19 Um vor diesem Hintergrund eine Rückkehrentscheidung (samt Einreiseverbot) zu rechtfertigen, müsste angesichts des langen rechtmäßigen Aufenthalts des in Österreich geborenen und aufgewachsenen Revisionswerbers somit eine spezifische Gefährdung von ihm ausgehen, die im Einzelfall trotz dieses langjährigen Aufenthalts und der damit verbundenen Integration, insbesondere der familiären Kontakte, dazu führt, dass eine Aufenthaltsbeendigung im Sinn des § 9 Abs. 1 BFA‑VG iVm Art. 8 EMRK dringend geboten ist.
20 Das ist zwar bei Begehung des Verbrechens des Suchtgifthandels nicht auszuschließen, hätte aber einer eingehenderen Auseinandersetzung mit allen Umständen dieses Falles und insbesondere auch der Verschaffung eines persönlichen Eindrucks in einer mündlichen Verhandlung bedurft. Im Übrigen hätten zur Beurteilung der Persönlichkeit des Revisionswerbers auch nähere Feststellungen zu den den ersten vier Verurteilungen zugrundeliegenden Straftaten getroffen werden müssen; diesbezüglich beschränkte sich das BVwG aber neben der Erwähnung der Urteilsdaten und der verhängten Strafen auf die bloße Nennung der angewandten Bestimmungen des StGB bzw. des SMG. Jedenfalls durfte das BVwG unter diesen Umständen ‑ wie erwähnt ‑ nicht von einem eindeutigen, zum Absehen von einer mündlichen Verhandlung berechtigenden Fall ausgehen.
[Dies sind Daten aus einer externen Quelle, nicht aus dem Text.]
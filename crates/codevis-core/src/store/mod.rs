//! Graph store boundary.
//!
//! The snapshot writer only needs two calls from a store: execute one
//! statement, and ensure one index exists. [`SurrealStore`] talks to a real
//! SurrealDB instance; [`MemoryStore`] keeps the graph in memory for tests.

mod error;
mod memory;
mod statement;
mod surreal;

pub use error::StoreError;
pub use memory::{MemoryStore, StoredEdge, StoredNode};
pub use statement::{escape, render_properties, IndexSpec, Statement, MISSING_ENDPOINT};
pub use surreal::SurrealStore;

use async_trait::async_trait;

/// A graph-oriented store that accepts snapshot statements.
#[async_trait]
pub trait GraphStore: Send + Sync {
    /// Execute a single statement.
    async fn execute(&self, statement: &Statement) -> Result<(), StoreError>;

    /// Create the index if it does not exist yet.
    async fn ensure_index(&self, index: &IndexSpec) -> Result<(), StoreError>;
}
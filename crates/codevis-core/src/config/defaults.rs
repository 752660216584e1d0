//! Default values for codevis configuration.
//!
//! All hardcoded defaults are centralized here for easy maintenance.

// ============================================================================
// Config Files
// ============================================================================

/// Project-local config file name.
pub const DEFAULT_CONFIG_FILE: &str = "codevis.toml";

/// Directory under the user config dir holding `config.toml`.
pub const DEFAULT_CONFIG_DIR: &str = "codevis";

// ============================================================================
// Store Defaults
// ============================================================================

/// Default SurrealDB endpoint.
pub const DEFAULT_STORE_ADDRESS: &str = "ws://127.0.0.1:8000";

/// Default SurrealDB namespace.
pub const DEFAULT_STORE_NAMESPACE: &str = "codevis";

/// Default SurrealDB database.
pub const DEFAULT_STORE_DATABASE: &str = "graph";

// ============================================================================
// Analysis Defaults
// ============================================================================

/// Analyzer output directory.
pub const DEFAULT_ANALYSIS_DIR: &str = ".";

/// Facts document looked up inside the analysis directory.
pub const DEFAULT_FACTS_FILE: &str = "facts.json";

/// Program name used when the analysis directory has no base name.
pub const DEFAULT_PROGRAM_NAME: &str = "program";

// ============================================================================
// Sync Defaults
// ============================================================================

/// Throughput report interval (1 second).
pub const DEFAULT_REPORT_INTERVAL_MS: u64 = 1000;
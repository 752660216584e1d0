use std::fs;

use codevis_core::graph::NodeLabel;
use codevis_core::{Config, MemoryStore, Pipeline, PipelineError};
use tempfile::TempDir;

const FACTS: &str = r#"{
    "files": [
        { "path": "a.go", "lines": 3 },
        { "path": "b.go", "lines": 9 }
    ],
    "packages": [{ "name": "pkg", "path": "pkg", "scopes": ["a.go", "b.go"] }],
    "elements": [
        { "kind": "function", "name": "F", "package": "pkg", "file": "a.go",
          "line": 1, "column": 6, "signature": "func()" },
        { "kind": "const", "name": "Limit", "package": "pkg", "file": "b.go",
          "type": "int", "value": "10" },
        { "kind": "label", "name": "retry" }
    ]
}"#;

fn workspace(facts: &str) -> (TempDir, Config) {
    let dir = TempDir::new().unwrap();
    fs::write(dir.path().join("facts.json"), facts).unwrap();

    let mut config = Config::default();
    config.analysis.dir = dir.path().to_string_lossy().into_owned();
    config.analysis.program = Some("app".into());
    config.sync.report_interval_ms = 10;
    (dir, config)
}

#[test]
fn test_offline_prepare() {
    let (_dir, config) = workspace(FACTS);
    let pipeline = Pipeline::offline(config).unwrap();

    let prepared = pipeline.prepare().unwrap();
    assert_eq!(prepared.graph.root().name, "app");
    // F, Limit, two files, one package, root
    assert_eq!(prepared.graph.nodes().len(), 6);
    assert_eq!(prepared.rejected.len(), 1);
}

#[test]
fn test_new_requires_store_credentials() {
    let (_dir, config) = workspace(FACTS);
    assert!(matches!(
        Pipeline::new(config),
        Err(PipelineError::Config(_))
    ));
}

#[test]
fn test_missing_facts_fail_before_writing() {
    let dir = TempDir::new().unwrap();
    let mut config = Config::default();
    config.analysis.dir = dir.path().to_string_lossy().into_owned();
    let pipeline = Pipeline::offline(config).unwrap();

    assert!(matches!(pipeline.prepare(), Err(PipelineError::Facts(_))));
}

#[tokio::test]
async fn test_run_into_memory_store() {
    let (_dir, config) = workspace(FACTS);
    let pipeline = Pipeline::offline(config).unwrap();
    let store = MemoryStore::new();

    let report = pipeline.run(&store).await.unwrap();

    assert!(report.sync.is_clean());
    assert!(!report.is_clean());
    assert_eq!(report.rejected.len(), 1);
    assert_eq!(report.sync.program, "app");
    assert_eq!(report.sync.write.nodes_written, 6);
    assert_eq!(store.node_count().await, 6);
    assert_eq!(store.nodes_labeled(NodeLabel::Const).await.len(), 1);
}

#[tokio::test]
async fn test_rerun_keeps_one_snapshot() {
    let (_dir, config) = workspace(FACTS);
    let pipeline = Pipeline::offline(config).unwrap();
    let store = MemoryStore::new();

    let first = pipeline.run(&store).await.unwrap();
    let second = pipeline.run(&store).await.unwrap();

    assert_eq!(first.sync.fingerprint, second.sync.fingerprint);
    assert_eq!(store.node_count().await, 6);
    assert_eq!(store.nodes_labeled(NodeLabel::Program).await.len(), 1);
    assert_eq!(store.edge_count().await, second.sync.write.edges_written);
}
//! SurrealDB-backed graph store.

use async_trait::async_trait;
use surrealdb::engine::any::{self, Any};
use surrealdb::opt::auth::Root;
use surrealdb::Surreal;
use tracing::{debug, info};

use super::{GraphStore, IndexSpec, Statement, StoreError, MISSING_ENDPOINT};
use crate::config::StoreConfig;

/// Session against a SurrealDB endpoint.
///
/// Acquired once per process with [`SurrealStore::connect`] and released with
/// [`SurrealStore::close`] (or on drop).
pub struct SurrealStore {
    db: Surreal<Any>,
    address: String,
}

impl SurrealStore {
    /// Connect, authenticate (remote endpoints only) and select the
    /// namespace/database from `config`.
    pub async fn connect(config: &StoreConfig) -> Result<Self, StoreError> {
        let db = any::connect(config.address.as_str())
            .await
            .map_err(|e| StoreError::Connection(format!("{}: {}", config.address, e)))?;

        if is_remote(&config.address) {
            db.signin(Root {
                username: &config.username,
                password: &config.password,
            })
            .await
            .map_err(|e| StoreError::Connection(format!("sign-in failed: {}", e)))?;
        }

        db.use_ns(config.namespace.as_str())
            .use_db(config.database.as_str())
            .await
            .map_err(|e| StoreError::Connection(e.to_string()))?;

        info!(address = %config.address, "connected to graph store");
        Ok(Self {
            db,
            address: config.address.clone(),
        })
    }

    /// Release the session.
    pub fn close(self) {
        debug!(address = %self.address, "closing graph store session");
        drop(self.db);
    }

    /// Count records in a table (node label or relation kind).
    pub async fn count(&self, table: &str) -> Result<usize, StoreError> {
        #[derive(serde::Deserialize)]
        struct CountResult {
            count: i64,
        }

        let result: Option<CountResult> = self
            .db
            .query("SELECT count() FROM type::table($table) GROUP ALL")
            .bind(("table", table.to_string()))
            .await?
            .take(0)?;

        Ok(result
            .and_then(|r| usize::try_from(r.count).ok())
            .unwrap_or(0))
    }

    async fn run(&self, query: String) -> Result<(), StoreError> {
        self.db.query(query).await?.check()?;
        Ok(())
    }
}

fn is_remote(address: &str) -> bool {
    ["ws://", "wss://", "http://", "https://"]
        .iter()
        .any(|scheme| address.starts_with(scheme))
}

#[async_trait]
impl GraphStore for SurrealStore {
    async fn execute(&self, statement: &Statement) -> Result<(), StoreError> {
        self.run(statement.render()).await.map_err(|e| match e {
            StoreError::Query(message) if message.contains(MISSING_ENDPOINT) => {
                StoreError::EndpointNotFound(message)
            }
            other => other,
        })
    }

    async fn ensure_index(&self, index: &IndexSpec) -> Result<(), StoreError> {
        self.run(index.render()).await
    }
}
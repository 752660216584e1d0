//! Converts raw analyzer facts into typed graph nodes.

use std::collections::BTreeMap;

use tracing::{debug, info, warn};

use super::{AnalysisFacts, CallFact, ClassificationError, ElementFact};
use crate::graph::{Const, Element, File, Function, Global, Node, NodeId, Package, Position, TypeDecl};

/// Typed nodes keyed the way the assembler looks them up.
#[derive(Debug, Clone, Default)]
pub struct NormalizedFacts {
    /// Files keyed by path.
    pub files: BTreeMap<String, File>,
    /// Packages keyed by import path.
    pub packages: BTreeMap<String, Package>,
    /// Declared elements in input order.
    pub elements: Vec<Element>,
    /// `(file path, imported package path)` pairs.
    pub imports: Vec<(String, String)>,
    pub calls: Vec<CallFact>,
    /// Facts that were dropped.
    pub rejected: Vec<ClassificationError>,
}

impl NormalizedFacts {
    /// Every normalized node: elements, then files, then packages.
    pub fn nodes(&self) -> Vec<Node> {
        self.elements
            .iter()
            .cloned()
            .map(Node::from)
            .chain(self.files.values().cloned().map(Node::from))
            .chain(self.packages.values().cloned().map(Node::from))
            .collect()
    }

    pub fn node_count(&self) -> usize {
        self.elements.len() + self.files.len() + self.packages.len()
    }
}

struct PendingFile {
    lines: u32,
    package: Option<String>,
}

/// Normalize analyzer facts. Facts that cannot be classified are reported
/// in [`NormalizedFacts::rejected`] and excluded from the output.
pub fn normalize(facts: AnalysisFacts) -> NormalizedFacts {
    let mut out = NormalizedFacts::default();
    let mut pending: BTreeMap<String, PendingFile> = BTreeMap::new();

    for file in facts.files {
        if pending.contains_key(&file.path) {
            out.rejected.push(ClassificationError::DuplicateFile(file.path));
            continue;
        }
        out.imports
            .extend(file.imports.into_iter().map(|import| (file.path.clone(), import)));
        pending.insert(
            file.path,
            PendingFile {
                lines: file.lines,
                package: None,
            },
        );
    }

    for package in facts.packages {
        if out.packages.contains_key(&package.path) {
            out.rejected
                .push(ClassificationError::DuplicatePackage(package.path));
            continue;
        }

        for scope in &package.scopes {
            match pending.get_mut(scope) {
                Some(file) if file.package.is_none() => file.package = Some(package.path.clone()),
                Some(file) => debug!(
                    file = %scope,
                    owner = ?file.package,
                    claimed_by = %package.path,
                    "file already owned by another package"
                ),
                None => out.rejected.push(ClassificationError::UnknownScope {
                    package: package.path.clone(),
                    scope: scope.clone(),
                }),
            }
        }

        out.packages.insert(
            package.path.clone(),
            Package::new(package.name, package.path),
        );
    }

    out.files = pending
        .into_iter()
        .map(|(path, file)| {
            let node = File::new(path.clone(), file.package, file.lines);
            (path, node)
        })
        .collect();

    for fact in facts.elements {
        match classify(fact) {
            Ok(element) => out.elements.push(element),
            Err(e) => out.rejected.push(e),
        }
    }

    out.calls = facts.calls;

    for rejected in &out.rejected {
        warn!("Dropped fact: {}", rejected);
    }
    info!(
        files = out.files.len(),
        packages = out.packages.len(),
        elements = out.elements.len(),
        rejected = out.rejected.len(),
        "normalized analyzer facts"
    );

    out
}

fn non_empty(value: String) -> Option<String> {
    if value.is_empty() {
        None
    } else {
        Some(value)
    }
}

/// Whether an underlying type description denotes a struct.
fn is_product_type(underlying: &str) -> bool {
    underlying.trim_start().starts_with("struct")
}

fn classify(fact: ElementFact) -> Result<Element, ClassificationError> {
    let position = Position::new(fact.line, fact.column);
    let package = non_empty(fact.package);
    let file = non_empty(fact.file);

    let element = match fact.kind.as_str() {
        "function" | "func" => Element::Function(Function {
            id: NodeId::new(),
            name: fact.name,
            package,
            signature: fact.signature.unwrap_or_default(),
            file,
            position,
            receiver: fact.receiver.and_then(non_empty),
        }),
        "global" | "var" => Element::Global(Global {
            id: NodeId::new(),
            name: fact.name,
            package,
            type_name: fact.type_name.unwrap_or_default(),
            file,
            position,
        }),
        "const" => Element::Const(Const {
            id: NodeId::new(),
            name: fact.name,
            package,
            type_name: fact.type_name.unwrap_or_default(),
            file,
            value: fact.value.unwrap_or_default(),
            position,
        }),
        "type" => {
            let underlying = fact.underlying.unwrap_or_default();
            let fields = if is_product_type(&underlying) {
                fact.fields
                    .into_iter()
                    .map(|f| format!("{}:{}", f.name, f.type_name))
                    .collect()
            } else {
                Vec::new()
            };

            Element::Type(TypeDecl {
                id: NodeId::new(),
                name: fact.name,
                package,
                underlying,
                file,
                fields,
                methods: fact.methods,
                position,
            })
        }
        _ => {
            return Err(ClassificationError::UnknownKind {
                kind: fact.kind,
                name: fact.name,
            })
        }
    };

    Ok(element)
}
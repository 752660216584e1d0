//! Graph store error types.

use thiserror::Error;

/// Errors returned by a [`GraphStore`](super::GraphStore).
#[derive(Debug, Error)]
pub enum StoreError {
    /// The store could not be reached or authenticated against.
    #[error("Connection error: {0}")]
    Connection(String),

    /// A statement was rejected or failed while executing.
    #[error("Query error: {0}")]
    Query(String),

    /// An edge referenced a node that is not in the store.
    #[error("Edge endpoint not found: {0}")]
    EndpointNotFound(String),

    /// Failure injected by a test store.
    #[error("Injected failure: {0}")]
    Injected(String),
}

impl From<surrealdb::Error> for StoreError {
    fn from(err: surrealdb::Error) -> Self {
        StoreError::Query(err.to_string())
    }
}
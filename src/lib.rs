//! gomon - terminal dashboard for the runtime health of a Go process.
//!
//! Polls the `golang-stats-api-handler` JSON endpoint of a running Go
//! process, accumulates every snapshot into per-metric time series, and
//! renders the series as a live TUI.
//!
//! - `client` - typed HTTP client for the stats endpoint
//! - `stats` - snapshot model and append-only time-series history
//! - `tui` - poll/render loop and dashboard widgets
//! - `fmt` - shared formatting helpers

pub mod client;
pub mod fmt;
pub mod stats;
pub mod tui;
21 Das angefochtene Erkenntnis ist daher mit Rechtswidrigkeit infolge Verletzung von Verfahrensvorschriften belastet, weshalb es gemäß § 42 Abs. 2 Z 3 lit. b und c VwGG aufzuheben war.
22 Von der in der Revision beantragten mündlichen Verhandlung vor dem Verwaltungsgerichtshof konnte gemäß § 39 Abs. 2 Z 3 und 5 VwGG abgesehen werden.
23 Der Kostenzuspruch gründet sich auf die §§ 47ff VwGG in Verbindung mit der VwGH‑Aufwandersatzverordnung 2014.